4) I love that I might wake up Friday morning, and probably Saturday and Sunday morning, and that my first thought might be that Liverpool are in a European final

That I have that most enormous of treats to anticipate. Immediately plans will have to be made. I’ll be able to schedule every aspect of my life around the impending event. Like a wedding to prepare for but so much more important. The cycle will begin again. The knowledge that this will be it now. The moment of truth. A semi is a semi, but a final is the one in which all is revealed. And that’s what is so great about football. Its finals can never be anti-climatic if you care enough. There are only two outcomes. Win/lose. Joy/despair. Life/death.

5) I hate that we might actually win and then I’ll have to go through the anxiety of 1) and 2) once more

I don’t think I can take the strain. I wonder how I might handle these situations should I make it to my twilight years. Can old buggers deal with these stresses and dramas? Do their organs just fail them under this weight? Is victory actually a greater burden than defeat? With great power comes great responsibility. Or something like that. I think this was what Eric Fromm was on about in Escape From Freedom.

6) I love the sense of community

You know in weeks like this that you definitely not walking this one alone. That you can pass people in the street in your town, and know that they are part of a collective consciousness that is now overwhelming us all. This is best embodied in cup final weeks. I remember when I was younger, and Liverpool got to more finals, that the city was in a better rhythm of preparation for them.

Not long after the semis you’d start to see Liverpool flags in windows if you drove down the likes of Park Road or Smithdown Road. Church Street vendors would be all rigged out and stalls bedecked in red and white. That great big WHSmiths that used to be at the foot of Church Street would dedicate their window display to us. To the Reds. Something good was going to happen. Just saying it could even make it happen.

7) I love hyping up my boys

My two sons. They’re ages apart (Danny is 17, Rafa is 7) but at these times we all synchronise. We all feel we’re roughly the same age as each other. We talk about the game endlessly. We watch other football just to get ourselves match fit. We nudge each other as we pass in the hallway. Three days, Ill say. Manly punches to the arms. They’re going through what I’m going through. Every bit as much. The shredded nerves, the tingling spine, the fear/ecstasy paradox. I made them this way. It may be my most enduring legacy. They will surely go on to destroy the lives of their children and their childrens children. Good. Wouldn’t have it any other way.

I love that as I sit here now everything is still possible. All permutations. All outcomes. My misery. My happiness. I love that I’m fretting about Emre Can’s fitness for the fight (he’s fit, according to today’s press conference).
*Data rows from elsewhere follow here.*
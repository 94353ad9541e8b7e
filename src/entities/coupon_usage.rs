use chrono::{DateTime, Utc};
use rust_decimal::Decimal;
use sea_orm::entity::prelude::*;
use serde::{Deserialize, Serialize};
use uuid::Uuid;

/// Redemption record. `(coupon_id, order_id)` is unique.
#[derive(Clone, Debug, PartialEq, Eq, DeriveEntityModel, Serialize, Deserialize)]
#[sea_orm(table_name = "coupon_usages")]
pub struct Model {
    #[sea_orm(primary_key, auto_increment = false)]
    pub id: Uuid,
    pub coupon_id: Uuid,
    pub user_id: Uuid,
    pub order_id: Uuid,
    pub discount_amount: Decimal,
    pub used_at: DateTime<Utc>,
}

#[derive(Copy, Clone, Debug, EnumIter, DeriveRelation)]
pub enum Relation {
    #[sea_orm(
        belongs_to = "super::coupon::Entity",
        from = "Column::CouponId",
        to = "super::coupon::Column::Id"
    )]
    Coupon,
}

impl Related<super::coupon::Entity> for Entity {
    fn to() -> RelationDef {
        Relation::Coupon.def()
    }
}

impl ActiveModelBehavior for ActiveModel {}
#![allow(dead_code)]

use std::sync::Arc;
use std::time::Duration;

use chrono::{Duration as ChronoDuration, Utc};
use rust_decimal::Decimal;
use sea_orm::{ColumnTrait, EntityTrait, PaginatorTrait, QueryFilter};
use storefront_orders::{
    config::AppConfig,
    db::{self, DbConfig, DbPool},
    entities::{coupon, coupon_usage, order_status_history, product},
    events::{process_events, EventSender},
    models::{CouponType, PaymentMethod, ShippingMethod},
    notifications::{EventNotifier, OrderNotifier},
    services::{
        catalog::{CatalogService, NewProduct},
        coupons::{CouponScope, CouponService, NewCoupon},
        identity::{IdentityProvider, InMemoryIdentityProvider, UserIdentity},
        orders::{Address, CartLineRequest, CreateOrderRequest, OrderService},
        payments::PaymentService,
    },
};
use uuid::Uuid;

/// Services wired against a fresh in-memory SQLite database.
pub struct TestApp {
    pub db: Arc<DbPool>,
    pub identity: Arc<InMemoryIdentityProvider>,
    pub catalog: CatalogService,
    pub coupons: CouponService,
    pub orders: OrderService,
    pub payments: PaymentService,
    pub admin_id: Uuid,
    _event_task: tokio::task::JoinHandle<()>,
}

impl TestApp {
    pub async fn new() -> Self {
        Self::with_config(AppConfig::new(
            "sqlite::memory:".to_string(),
            "test".to_string(),
        ))
        .await
    }

    pub async fn with_config(cfg: AppConfig) -> Self {
        Self::assemble(cfg, None).await
    }

    /// Same wiring as [`TestApp::new`] but with a caller-supplied notifier.
    pub async fn with_notifier(notifier: Arc<dyn OrderNotifier>) -> Self {
        Self::assemble(
            AppConfig::new("sqlite::memory:".to_string(), "test".to_string()),
            Some(notifier),
        )
        .await
    }

    async fn assemble(cfg: AppConfig, notifier: Option<Arc<dyn OrderNotifier>>) -> Self {
        // One long-lived connection keeps the in-memory database alive and
        // serialises transactions the way row locks would on Postgres.
        let pool = db::establish_connection_with_config(&DbConfig {
            url: cfg.database_url.clone(),
            max_connections: 1,
            min_connections: 1,
            idle_timeout: Duration::from_secs(3600),
            acquire_timeout: Duration::from_secs(30),
            ..Default::default()
        })
        .await
        .expect("connect to sqlite");
        db::run_migrations(&pool).await.expect("run migrations");
        let db = Arc::new(pool);

        let (sender, rx) = EventSender::channel(cfg.event_channel_capacity);
        let event_task = tokio::spawn(process_events(rx));
        let sender = Arc::new(sender);

        let identity = Arc::new(InMemoryIdentityProvider::new());
        let admin_id = Uuid::new_v4();
        identity.insert(UserIdentity::admin(admin_id));

        let identity_dyn: Arc<dyn IdentityProvider> = identity.clone();
        let notifier: Arc<dyn OrderNotifier> =
            notifier.unwrap_or_else(|| Arc::new(EventNotifier::new(sender.clone())));

        let orders = OrderService::new(db.clone(), identity_dyn.clone(), notifier.clone(), &cfg)
            .with_event_sender(sender.clone());
        let payments =
            PaymentService::new(db.clone(), identity_dyn, notifier).with_event_sender(sender);

        Self {
            catalog: CatalogService::new(db.clone()),
            coupons: CouponService::new(db.clone()),
            db,
            identity,
            orders,
            payments,
            admin_id,
            _event_task: event_task,
        }
    }

    /// Registers an active customer and returns its id.
    pub fn customer(&self) -> Uuid {
        let id = Uuid::new_v4();
        self.identity.insert(UserIdentity::customer(id));
        id
    }

    pub async fn seed_product(&self, sku: &str, price: Decimal, tax_rate: Decimal, stock: i32) -> product::Model {
        self.catalog
            .create_product(NewProduct {
                name: format!("Product {}", sku),
                sku: sku.to_string(),
                image: None,
                price,
                tax_rate,
                stock,
                low_stock_threshold: 1,
                category_id: None,
            })
            .await
            .expect("seed product")
    }

    pub async fn product(&self, id: Uuid) -> product::Model {
        self.catalog.get_product(id).await.expect("product exists")
    }

    pub fn new_coupon(code: &str, coupon_type: CouponType, value: Decimal) -> NewCoupon {
        NewCoupon {
            code: code.to_string(),
            description: None,
            coupon_type,
            value,
            minimum_order_amount: Decimal::ZERO,
            maximum_discount_amount: None,
            usage_limit: None,
            usage_limit_per_user: 1,
            valid_from: Utc::now() - ChronoDuration::days(1),
            valid_until: Utc::now() + ChronoDuration::days(30),
            first_time_user_only: false,
            scope: CouponScope::default(),
            created_by: None,
        }
    }

    pub async fn seed_coupon(&self, request: NewCoupon) -> coupon::Model {
        self.coupons
            .create_coupon(request)
            .await
            .expect("seed coupon")
            .coupon
    }

    pub async fn coupon_usage_count(&self, coupon_id: Uuid) -> u64 {
        coupon_usage::Entity::find()
            .filter(coupon_usage::Column::CouponId.eq(coupon_id))
            .count(&*self.db)
            .await
            .expect("count usages")
    }

    pub async fn history(&self, order_id: Uuid) -> Vec<order_status_history::Model> {
        use sea_orm::QueryOrder;
        order_status_history::Entity::find()
            .filter(order_status_history::Column::OrderId.eq(order_id))
            .order_by_asc(order_status_history::Column::Sequence)
            .all(&*self.db)
            .await
            .expect("load history")
    }
}

pub fn address() -> Address {
    Address {
        full_name: "Grace Hopper".to_string(),
        line1: "1 Navy Yard".to_string(),
        line2: None,
        city: "Arlington".to_string(),
        state: Some("VA".to_string()),
        postal_code: "22202".to_string(),
        country: "US".to_string(),
        phone: None,
    }
}

pub fn order_request(user_id: Uuid, lines: &[(Uuid, i32)]) -> CreateOrderRequest {
    CreateOrderRequest {
        user_id,
        lines: lines
            .iter()
            .map(|(product_id, quantity)| CartLineRequest {
                product_id: *product_id,
                quantity: *quantity,
                size: None,
                color: None,
            })
            .collect(),
        shipping_address: address(),
        billing_address: None,
        payment_method: PaymentMethod::Card,
        shipping_method: ShippingMethod::Standard,
        coupon_code: None,
    }
}
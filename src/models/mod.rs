//! Domain enumerations shared by the entities and services.
//!
//! Every enum is stored as a lower snake-case string column and parses from the
//! same representation, so values arriving from the HTTP layer can be turned
//! into typed values with `str::parse`.

use sea_orm::entity::prelude::*;
use serde::{Deserialize, Serialize};

/// Lifecycle status of an order. Only the order state machine writes it.
#[derive(
    Debug,
    Clone,
    Copy,
    PartialEq,
    Eq,
    Hash,
    EnumIter,
    DeriveActiveEnum,
    Serialize,
    Deserialize,
    strum::Display,
    strum::EnumString,
)]
#[sea_orm(rs_type = "String", db_type = "String(StringLen::N(32))")]
#[serde(rename_all = "snake_case")]
#[strum(serialize_all = "snake_case")]
pub enum OrderStatus {
    #[sea_orm(string_value = "pending")]
    Pending,
    #[sea_orm(string_value = "confirmed")]
    Confirmed,
    #[sea_orm(string_value = "processing")]
    Processing,
    #[sea_orm(string_value = "shipped")]
    Shipped,
    #[sea_orm(string_value = "delivered")]
    Delivered,
    #[sea_orm(string_value = "cancelled")]
    Cancelled,
    #[sea_orm(string_value = "returned")]
    Returned,
    #[sea_orm(string_value = "refunded")]
    Refunded,
}

impl OrderStatus {
    /// Statuses from which a cancellation is still possible.
    pub const CANCELLABLE: [OrderStatus; 3] = [
        OrderStatus::Pending,
        OrderStatus::Confirmed,
        OrderStatus::Processing,
    ];

    pub fn is_terminal(self) -> bool {
        matches!(
            self,
            OrderStatus::Delivered | OrderStatus::Cancelled | OrderStatus::Refunded
        )
    }

    pub fn is_cancellable(self) -> bool {
        Self::CANCELLABLE.contains(&self)
    }
}

#[derive(
    Debug,
    Clone,
    Copy,
    PartialEq,
    Eq,
    Hash,
    EnumIter,
    DeriveActiveEnum,
    Serialize,
    Deserialize,
    strum::Display,
    strum::EnumString,
)]
#[sea_orm(rs_type = "String", db_type = "String(StringLen::N(32))")]
#[serde(rename_all = "snake_case")]
#[strum(serialize_all = "snake_case")]
pub enum PaymentStatus {
    #[sea_orm(string_value = "pending")]
    Pending,
    #[sea_orm(string_value = "processing")]
    Processing,
    #[sea_orm(string_value = "completed")]
    Completed,
    #[sea_orm(string_value = "failed")]
    Failed,
    #[sea_orm(string_value = "refunded")]
    Refunded,
}

#[derive(
    Debug,
    Clone,
    Copy,
    PartialEq,
    Eq,
    Hash,
    EnumIter,
    DeriveActiveEnum,
    Serialize,
    Deserialize,
    strum::Display,
    strum::EnumString,
)]
#[sea_orm(rs_type = "String", db_type = "String(StringLen::N(32))")]
#[serde(rename_all = "snake_case")]
#[strum(serialize_all = "snake_case")]
pub enum PaymentMethod {
    #[sea_orm(string_value = "cash_on_delivery")]
    CashOnDelivery,
    #[sea_orm(string_value = "card")]
    Card,
    #[sea_orm(string_value = "upi")]
    Upi,
    #[sea_orm(string_value = "wallet")]
    Wallet,
    #[sea_orm(string_value = "net_banking")]
    NetBanking,
}

impl PaymentMethod {
    /// Cash on delivery is only collected when the parcel is handed over.
    pub fn is_cash_on_delivery(self) -> bool {
        matches!(self, PaymentMethod::CashOnDelivery)
    }
}

#[derive(
    Debug,
    Clone,
    Copy,
    PartialEq,
    Eq,
    Hash,
    EnumIter,
    DeriveActiveEnum,
    Serialize,
    Deserialize,
    strum::Display,
    strum::EnumString,
)]
#[sea_orm(rs_type = "String", db_type = "String(StringLen::N(32))")]
#[serde(rename_all = "snake_case")]
#[strum(serialize_all = "snake_case")]
pub enum ShippingMethod {
    #[sea_orm(string_value = "standard")]
    Standard,
    #[sea_orm(string_value = "express")]
    Express,
    #[sea_orm(string_value = "overnight")]
    Overnight,
}

#[derive(
    Debug,
    Clone,
    Copy,
    PartialEq,
    Eq,
    Hash,
    EnumIter,
    DeriveActiveEnum,
    Serialize,
    Deserialize,
    strum::Display,
    strum::EnumString,
)]
#[sea_orm(rs_type = "String", db_type = "String(StringLen::N(32))")]
#[serde(rename_all = "snake_case")]
#[strum(serialize_all = "snake_case")]
pub enum RefundStatus {
    #[sea_orm(string_value = "pending")]
    Pending,
    #[sea_orm(string_value = "completed")]
    Completed,
    #[sea_orm(string_value = "failed")]
    Failed,
}

#[derive(
    Debug,
    Clone,
    Copy,
    PartialEq,
    Eq,
    Hash,
    EnumIter,
    DeriveActiveEnum,
    Serialize,
    Deserialize,
    strum::Display,
    strum::EnumString,
)]
#[sea_orm(rs_type = "String", db_type = "String(StringLen::N(32))")]
#[serde(rename_all = "snake_case")]
#[strum(serialize_all = "snake_case")]
pub enum CouponType {
    #[sea_orm(string_value = "percentage")]
    Percentage,
    #[sea_orm(string_value = "fixed")]
    Fixed,
}

/// Which scoping list a coupon target row belongs to.
#[derive(
    Debug,
    Clone,
    Copy,
    PartialEq,
    Eq,
    Hash,
    EnumIter,
    DeriveActiveEnum,
    Serialize,
    Deserialize,
    strum::Display,
    strum::EnumString,
)]
#[sea_orm(rs_type = "String", db_type = "String(StringLen::N(32))")]
#[serde(rename_all = "snake_case")]
#[strum(serialize_all = "snake_case")]
pub enum CouponTargetKind {
    #[sea_orm(string_value = "applicable_product")]
    ApplicableProduct,
    #[sea_orm(string_value = "applicable_category")]
    ApplicableCategory,
    #[sea_orm(string_value = "applicable_user")]
    ApplicableUser,
    #[sea_orm(string_value = "excluded_product")]
    ExcludedProduct,
    #[sea_orm(string_value = "excluded_category")]
    ExcludedCategory,
}

#[derive(
    Debug,
    Clone,
    Copy,
    PartialEq,
    Eq,
    Hash,
    EnumIter,
    DeriveActiveEnum,
    Serialize,
    Deserialize,
    strum::Display,
    strum::EnumString,
)]
#[sea_orm(rs_type = "String", db_type = "String(StringLen::N(32))")]
#[serde(rename_all = "snake_case")]
#[strum(serialize_all = "snake_case")]
pub enum ProductStatus {
    #[sea_orm(string_value = "active")]
    Active,
    #[sea_orm(string_value = "inactive")]
    Inactive,
    #[sea_orm(string_value = "discontinued")]
    Discontinued,
}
That I’m having imaginary conversations in my head with Jürgen Klopp about Daniel Sturridge.

LIVERPOOL, ENGLAND - Wednesday, May 4, 2016: Liverpool's Daniel Sturridge during a training session at Melwood Training Ground ahead of the UEFA Europa League Semi-Final 2nd Leg match against Villarreal CF. (Pic by David Rawcliffe/Propaganda)

“You’re not seriously thinking of starting without him are you, gaffer? Don’t do that to me. Ok, I’m calm, I trust you. You know what you’re doing.”

But does he? What if he doesn’t? What if Jürgen actually hates me and is plotting to ruin my life by not doing enough to get Liverpool FC to win this semi final?

Stop doing this to yourself. It’ll be fine. The fella on the telly said we’d win. He’s right. We’re good. We’ll be fine. Be rational. The lads need you to be at your best. You in particular. You, embody all the hopes and dreams of Liverpool glory. You and your paranoias and superstitions. Don’t mess up now. You’re so close.

Make it stop. Make it start.

Destiny’s 11: Mignolet; Clyne, Toure, Lovren, Moreno; Can, Milner; Lallana, Coutinho, Firmino; Sturridge.